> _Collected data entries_
###
#[cfg(test)]
mod test {
    use super::*;
    use crate::api::HdrL2Type;
    use crate::api::HwType;
    use crate::api::MacAddr;
    use crate::api::eq_bit;

    fn v4_tcp() -> RuleAttrib {
        let mut a = RuleAttrib::new();
        a.set_protocol(6);
        a
    }

    #[test]
    fn scalars_use_flags() {
        let mut a = v4_tcp();
        a.set_tos(0x10).set_fragment().set_meta_data(0xAB, 0xFF);
        let eq = compile(&a, IpType::V4, &HwCaps::FULL).unwrap();
        assert_eq!(eq.protocol, Some(6));
        assert_eq!(eq.tos, Some(0x10));
        assert!(eq.frag);
        assert_eq!(
            eq.metadata,
            Some(MaskEq32 { offset: 0, mask: 0xFF, value: 0xAB })
        );
        assert!(eq.meq32.is_empty());
        assert_eq!(
            eq.rule_eq_bitmap(),
            eq_bit::TOS | eq_bit::PROTOCOL | eq_bit::METADATA | eq_bit::FRAG
        );
    }

    #[test]
    fn v6_next_hdr_uses_protocol_flag() {
        let mut a = RuleAttrib::new();
        a.set_next_hdr(17).set_tc(3).set_flow_label(0xBEEF);
        let eq = compile(&a, IpType::V6, &HwCaps::FULL).unwrap();
        assert_eq!(eq.protocol, Some(17));
        assert_eq!(eq.tc, Some(3));
        assert_eq!(eq.flow_label, Some(0xBEEF));
    }

    #[test]
    fn v4_addrs_prefer_meq32() {
        let mut a = v4_tcp();
        a.set_src_net("10.1.2.0/24".parse().unwrap())
            .set_dst_net("192.168.1.7/32".parse().unwrap());
        let eq = compile(&a, IpType::V4, &HwCaps::FULL).unwrap();
        assert_eq!(
            eq.meq32.as_slice(),
            &[
                MaskEq32 { offset: 12, mask: 0xFFFF_FF00, value: 0x0A01_0200 },
                MaskEq32 { offset: 16, mask: !0, value: 0xC0A8_0107 },
            ]
        );
        assert!(eq.meq128.is_empty());
    }

    #[test]
    fn v4_addr_overflows_into_meq128() {
        let caps = HwCaps { meq32: 1, ..HwCaps::FULL };
        let mut a = v4_tcp();
        a.set_src_net("10.0.0.0/8".parse().unwrap())
            .set_dst_net("10.0.0.1/32".parse().unwrap());
        let eq = compile(&a, IpType::V4, &caps).unwrap();
        assert_eq!(eq.meq32.len(), 1);
        assert_eq!(eq.meq128.len(), 1);
        let m = eq.meq128[0];
        assert_eq!(m.offset, 16);
        assert_eq!(&m.mask[..4], &[0xFF; 4]);
        assert_eq!(&m.value[..4], &[10, 0, 0, 1]);
        assert_eq!(&m.mask[4..], &[0; 12]);
    }

    #[test]
    fn v6_addrs_use_meq128() {
        let mut a = RuleAttrib::new();
        a.set_src_net("fd00:1::/32".parse().unwrap())
            .set_dst_net("fd00:2::1/128".parse().unwrap());
        let eq = compile(&a, IpType::V6, &HwCaps::FULL).unwrap();
        assert_eq!(eq.meq128.len(), 2);
        assert_eq!(eq.meq128[0].offset, 8);
        assert_eq!(&eq.meq128[0].mask[..4], &[0xFF; 4]);
        assert_eq!(&eq.meq128[0].mask[4..], &[0; 12]);
        assert_eq!(eq.meq128[1].offset, 24);
        assert_eq!(eq.meq128[1].mask, [0xFF; 16]);
    }

    #[test]
    fn ports_and_ranges() {
        let mut a = v4_tcp();
        a.set_src_port_range(1024, 2048)
            .set_dst_port_range(80, 90)
            .set_src_port(5000)
            .set_dst_port(443);
        let eq = compile(&a, IpType::V4, &HwCaps::FULL).unwrap();
        assert_eq!(
            eq.ihl_range16.as_slice(),
            &[
                RangeEq16 { offset: 0, low: 1024, high: 2048 },
                RangeEq16 { offset: 2, low: 80, high: 90 },
            ]
        );
        assert_eq!(
            eq.ihl_meq32.as_slice(),
            &[
                MaskEq32 {
                    offset: 0,
                    mask: 0xFFFF_0000,
                    value: 5000 << 16
                },
                MaskEq32 { offset: 2, mask: 0xFFFF_0000, value: 443 << 16 },
            ]
        );
    }

    #[test]
    fn port_falls_back_to_eq16_then_range() {
        let caps = HwCaps { ihl_meq32: 0, ..HwCaps::FULL };
        let mut a = v4_tcp();
        a.set_src_port(53).set_dst_port(53);
        let eq = compile(&a, IpType::V4, &caps).unwrap();
        assert_eq!(eq.ihl_eq16, Some(Eq16 { offset: 0, value: 53 }));
        assert_eq!(
            eq.ihl_range16.as_slice(),
            &[RangeEq16 { offset: 2, low: 53, high: 53 }]
        );
    }

    #[test]
    fn range_exhaustion() {
        let caps = HwCaps { ihl_range16: 1, ..HwCaps::FULL };
        let mut a = v4_tcp();
        a.set_src_port_range(1, 2).set_dst_port_range(3, 4);
        assert_eq!(
            compile(&a, IpType::V4, &caps),
            Err(CompileError::SlotExhausted {
                kind: SlotKind::Range16,
                field: AttribMask::DST_PORT_RANGE,
            })
        );
    }

    #[test]
    fn exhaustion_names_last_kind() {
        let caps = HwCaps { ihl_meq32: 0, ihl_eq16: false, ..HwCaps::FULL };
        let mut a = v4_tcp();
        a.set_src_port_range(1, 2)
            .set_dst_port_range(3, 4)
            .set_dst_port(80);
        assert_eq!(
            compile(&a, IpType::V4, &caps),
            Err(CompileError::SlotExhausted {
                kind: SlotKind::Range16,
                field: AttribMask::DST_PORT,
            })
        );
    }

    #[test]
    fn icmp_and_spi() {
        let mut a = RuleAttrib::new();
        a.set_protocol(1).set_icmp_type(8).set_icmp_code(0);
        let eq = compile(&a, IpType::V4, &HwCaps::FULL).unwrap();
        assert_eq!(eq.ihl_meq32[0].value, 8 << 24);
        assert_eq!(eq.ihl_meq32[1].offset, 1);

        let mut a = RuleAttrib::new();
        a.set_protocol(50).set_spi(0xDEAD_BEEF);
        let eq = compile(&a, IpType::V4, &HwCaps::FULL).unwrap();
        assert_eq!(eq.ihl_eq32, Some(Eq32 { offset: 0, value: 0xDEAD_BEEF }));

        let caps = HwCaps { ihl_eq32: false, ..HwCaps::FULL };
        let eq = compile(&a, IpType::V4, &caps).unwrap();
        assert_eq!(
            eq.ihl_meq32.as_slice(),
            &[MaskEq32 { offset: 0, mask: !0, value: 0xDEAD_BEEF }]
        );
    }

    #[test]
    fn tcp_syn() {
        let mut a = v4_tcp();
        a.set_tcp_syn();
        let eq = compile(&a, IpType::V4, &HwCaps::FULL).unwrap();
        assert_eq!(
            eq.ihl_meq32.as_slice(),
            &[MaskEq32 { offset: 12, mask: 0x0002_0000, value: 0x0002_0000 }]
        );
    }

    #[test]
    fn pure_ack_displaces_tos() {
        let mut a = v4_tcp();
        a.set_tos(0x20).set_pure_ack();
        let eq = compile(&a, IpType::V4, &HwCaps::FULL).unwrap();
        assert_eq!(eq.tos, Some(0));
        assert_eq!(
            eq.meq32.as_slice(),
            &[MaskEq32 { offset: 0, mask: 0x00FF_0000, value: 0x20 << 16 }]
        );

        let old = HwCaps::for_hw(HwType::V4_2);
        assert_eq!(
            compile(&a, IpType::V4, &old),
            Err(CompileError::Unsupported {
                fields: AttribMask::IS_PURE_ACK,
                ext: ExtAttribMask::empty(),
            })
        );
    }

    #[test]
    fn tos_masked() {
        let mut a = RuleAttrib::new();
        a.set_tos_masked(0xB8, 0xFC);
        let eq = compile(&a, IpType::V4, &HwCaps::FULL).unwrap();
        assert_eq!(
            eq.meq32.as_slice(),
            &[MaskEq32 { offset: 0, mask: 0x00FC_0000, value: 0x00B8_0000 }]
        );
    }

    #[test]
    fn mac_offsets_by_flavor() {
        let mac_a: MacAddr = "00:11:22:33:44:55".parse().unwrap();
        let mask = MacAddr::BROADCAST;

        let mut a = RuleAttrib::new();
        a.set_l2(HdrL2Type::EthernetII)
            .set_dst_mac(MacFlavor::EtherII, mac_a, mask)
            .set_src_mac(MacFlavor::EtherII, mac_a, mask);
        let eq = compile(&a, IpType::V4, &HwCaps::FULL).unwrap();
        // Bit order: the source bit is lower.
        assert_eq!(eq.meq128[0].offset, -8);
        assert_eq!(eq.meq128[1].offset, -14);
        assert_eq!(&eq.meq128[1].value[..6], &mac_a.bytes());
        assert_eq!(&eq.meq128[1].mask[6..], &[0; 10]);

        let mut a = RuleAttrib::new();
        a.set_l2(HdrL2Type::Ieee802_3)
            .set_dst_mac(MacFlavor::Ieee802_3, mac_a, mask);
        let eq = compile(&a, IpType::V4, &HwCaps::FULL).unwrap();
        assert_eq!(eq.meq128[0].offset, -22);

        let mut a = RuleAttrib::new();
        a.set_l2(HdrL2Type::Ieee802_1Q)
            .set_src_mac(MacFlavor::Ieee802_1Q, mac_a, mask)
            .set_vlan_id(42);
        let eq = compile(&a, IpType::V4, &HwCaps::FULL).unwrap();
        assert_eq!(
            eq.meq32.as_slice(),
            &[MaskEq32 { offset: -4, mask: 0x0FFF_0000, value: 42 << 16 }]
        );
        assert_eq!(eq.meq128[0].offset, -12);
    }

    #[test]
    fn ether_type_overflow() {
        let caps = HwCaps { meq32: 0, ..HwCaps::FULL };
        let mut a = RuleAttrib::new();
        a.set_l2(HdrL2Type::EthernetII).set_ether_type(0x88E5);
        let eq = compile(&a, IpType::V4, &caps).unwrap();
        assert_eq!(eq.meq128[0].offset, -2);
        assert_eq!(&eq.meq128[0].value[..2], &[0x88, 0xE5]);
        assert_eq!(&eq.meq128[0].mask[..3], &[0xFF, 0xFF, 0x00]);
    }

    #[test]
    fn l2tp_and_ext_unsupported() {
        let mut a = v4_tcp();
        a.set_tcp_syn_l2tp();
        assert_eq!(
            compile(&a, IpType::V4, &HwCaps::FULL),
            Err(CompileError::Unsupported {
                fields: AttribMask::TCP_SYN_L2TP,
                ext: ExtAttribMask::empty(),
            })
        );

        let mut a = v4_tcp();
        a.set_mtu(1400);
        assert_eq!(
            compile(&a, IpType::V4, &HwCaps::FULL),
            Err(CompileError::Unsupported {
                fields: AttribMask::empty(),
                ext: ExtAttribMask::MTU,
            })
        );
    }

    #[test]
    fn invalid_attrib_is_reported() {
        let mut a = RuleAttrib::new();
        a.set_dst_port_range(10, 1);
        assert!(matches!(
            compile(&a, IpType::V4, &HwCaps::FULL),
            Err(CompileError::InvalidAttribute(AttribError::PortRange { .. }))
        ));

        let a = v4_tcp();
        assert!(matches!(
            compile(&a, IpType::V6, &HwCaps::FULL),
            Err(CompileError::InvalidAttribute(
                AttribError::FamilyMismatch { .. }
            ))
        ));
    }

    #[test]
    fn deterministic() {
        let mut a = v4_tcp();
        a.set_src_net("10.0.0.0/8".parse().unwrap())
            .set_dst_port_range(1000, 2000)
            .set_dst_port(22)
            .set_tcp_syn();
        let one = compile(&a, IpType::V4, &HwCaps::FULL).unwrap();
        let two = compile(&a.clone(), IpType::V4, &HwCaps::FULL).unwrap();
        assert_eq!(one, two);
        assert_eq!(fingerprint(&one).unwrap(), fingerprint(&two).unwrap());
    }

    #[test]
    fn empty_attrib_matches_all() {
        let eq = compile(&RuleAttrib::new(), IpType::V6, &HwCaps::FULL);
        assert!(eq.unwrap().is_empty());
    }

    #[test]
    fn check_eq_against_caps() {
        let mut a = v4_tcp();
        a.set_src_port_range(1, 2).set_dst_port_range(3, 4);
        let eq = compile(&a, IpType::V4, &HwCaps::FULL).unwrap();
        assert!(check_eq(&eq, &HwCaps::FULL).is_ok());

        let caps = HwCaps { ihl_range16: 1, ..HwCaps::FULL };
        assert_eq!(
            check_eq(&eq, &caps),
            Err(CompileError::SlotExhausted {
                kind: SlotKind::Range16,
                field: AttribMask::empty(),
            })
        );
    }

    #[test]
    fn lower_flt_keeps_options() {
        let mut rule = FltRule::new(
            crate::api::FltAction::Exception,
            crate::api::RtTblRef::Idx(3),
            v4_tcp(),
        );
        rule.opts.rule_id = 9;
        let low = lower_flt(&rule, IpType::V4, &HwCaps::FULL).unwrap();
        assert_eq!(low.opts.rule_id, 9);
        assert_eq!(low.rt_tbl, crate::api::RtTblRef::Idx(3));
        assert!(matches!(
            low.matcher,
            FltMatch::Eq(ref eq) if eq.protocol == Some(6)
        ));
        assert_eq!(lower_flt(&low, IpType::V4, &HwCaps::FULL).unwrap(), low);
    }
}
###
> _WHAT IS REQUIRED_
Return the lines above precisely as they appear, beginning at the first line and ending at the line with "a.set_next_hdr(17).set_tc(3).set_flow_label(0xBEEF);", and nothing after it.

> _WRITTEN RESPONSE_
#[cfg(test)]
mod test {
    use super::*;
    use crate::api::HdrL2Type;
    use crate::api::HwType;
    use crate::api::MacAddr;
    use crate::api::eq_bit;

    fn v4_tcp() -> RuleAttrib {
        let mut a = RuleAttrib::new();
        a.set_protocol(6);
        a
    }

    #[test]
    fn scalars_use_flags() {
        let mut a = v4_tcp();
        a.set_tos(0x10).set_fragment().set_meta_data(0xAB, 0xFF);
        let eq = compile(&a, IpType::V4, &HwCaps::FULL).unwrap();
        assert_eq!(eq.protocol, Some(6));
        assert_eq!(eq.tos, Some(0x10));
        assert!(eq.frag);
        assert_eq!(
            eq.metadata,
            Some(MaskEq32 { offset: 0, mask: 0xFF, value: 0xAB })
        );
        assert!(eq.meq32.is_empty());
        assert_eq!(
            eq.rule_eq_bitmap(),
            eq_bit::TOS | eq_bit::PROTOCOL | eq_bit::METADATA | eq_bit::FRAG
        );
    }

    #[test]
    fn v6_next_hdr_uses_protocol_flag() {
        let mut a = RuleAttrib::new();
        a.set_next_hdr(17).set_tc(3).set_flow_label(0xBEEF);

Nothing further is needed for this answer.